__About this task__: Gather each line in the entries that includes the string "prompt".

__Exercise data__:
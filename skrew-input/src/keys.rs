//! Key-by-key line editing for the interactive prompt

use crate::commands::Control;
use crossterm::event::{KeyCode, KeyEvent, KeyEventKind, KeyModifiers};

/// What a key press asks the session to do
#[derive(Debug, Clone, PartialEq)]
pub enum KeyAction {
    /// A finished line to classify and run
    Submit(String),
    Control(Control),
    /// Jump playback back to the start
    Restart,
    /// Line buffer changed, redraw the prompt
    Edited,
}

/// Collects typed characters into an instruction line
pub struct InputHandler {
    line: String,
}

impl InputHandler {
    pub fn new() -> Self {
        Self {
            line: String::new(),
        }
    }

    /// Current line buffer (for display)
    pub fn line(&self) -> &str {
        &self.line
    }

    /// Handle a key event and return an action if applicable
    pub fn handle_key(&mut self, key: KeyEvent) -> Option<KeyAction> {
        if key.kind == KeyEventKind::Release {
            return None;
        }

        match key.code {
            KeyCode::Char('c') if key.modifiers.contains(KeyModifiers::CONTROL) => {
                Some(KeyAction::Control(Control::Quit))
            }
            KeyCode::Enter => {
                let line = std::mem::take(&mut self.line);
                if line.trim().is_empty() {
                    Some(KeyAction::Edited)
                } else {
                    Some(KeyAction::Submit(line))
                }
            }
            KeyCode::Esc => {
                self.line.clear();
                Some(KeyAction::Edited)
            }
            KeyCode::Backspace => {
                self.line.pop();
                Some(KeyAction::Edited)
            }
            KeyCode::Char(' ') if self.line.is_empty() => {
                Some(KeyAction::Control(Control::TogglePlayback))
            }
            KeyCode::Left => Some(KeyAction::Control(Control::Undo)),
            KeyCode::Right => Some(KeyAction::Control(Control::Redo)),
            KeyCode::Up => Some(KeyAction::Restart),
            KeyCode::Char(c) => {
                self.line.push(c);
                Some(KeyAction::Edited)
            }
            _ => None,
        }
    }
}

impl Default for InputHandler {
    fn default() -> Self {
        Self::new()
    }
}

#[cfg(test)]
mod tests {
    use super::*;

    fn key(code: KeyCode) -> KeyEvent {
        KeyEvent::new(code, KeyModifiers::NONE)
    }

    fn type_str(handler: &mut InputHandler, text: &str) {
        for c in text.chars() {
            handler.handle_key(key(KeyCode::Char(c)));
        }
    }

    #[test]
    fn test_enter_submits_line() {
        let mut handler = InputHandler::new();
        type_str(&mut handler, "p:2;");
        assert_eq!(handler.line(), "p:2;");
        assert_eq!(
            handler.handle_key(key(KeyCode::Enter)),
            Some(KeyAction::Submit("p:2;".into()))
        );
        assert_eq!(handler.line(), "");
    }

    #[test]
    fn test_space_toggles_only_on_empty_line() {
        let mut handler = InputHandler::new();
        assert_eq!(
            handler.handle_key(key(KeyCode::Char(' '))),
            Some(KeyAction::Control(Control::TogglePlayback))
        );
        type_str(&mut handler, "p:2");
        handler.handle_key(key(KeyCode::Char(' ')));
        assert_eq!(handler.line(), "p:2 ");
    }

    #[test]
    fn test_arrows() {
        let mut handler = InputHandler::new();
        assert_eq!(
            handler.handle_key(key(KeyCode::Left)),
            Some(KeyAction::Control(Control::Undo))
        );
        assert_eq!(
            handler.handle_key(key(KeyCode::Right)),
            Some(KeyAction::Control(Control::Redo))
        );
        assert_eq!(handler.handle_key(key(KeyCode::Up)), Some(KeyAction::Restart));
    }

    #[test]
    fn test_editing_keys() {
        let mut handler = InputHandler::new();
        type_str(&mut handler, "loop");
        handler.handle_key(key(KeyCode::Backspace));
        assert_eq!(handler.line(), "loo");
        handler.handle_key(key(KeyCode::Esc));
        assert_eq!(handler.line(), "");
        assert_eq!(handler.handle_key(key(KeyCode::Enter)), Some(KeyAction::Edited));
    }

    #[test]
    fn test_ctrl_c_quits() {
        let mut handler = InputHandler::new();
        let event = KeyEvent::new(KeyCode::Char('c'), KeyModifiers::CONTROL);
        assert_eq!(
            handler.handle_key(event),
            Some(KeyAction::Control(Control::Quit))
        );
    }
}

__Exercise result__:
//! Key-by-key line editing for the interactive prompt
    /// Line buffer changed, redraw the prompt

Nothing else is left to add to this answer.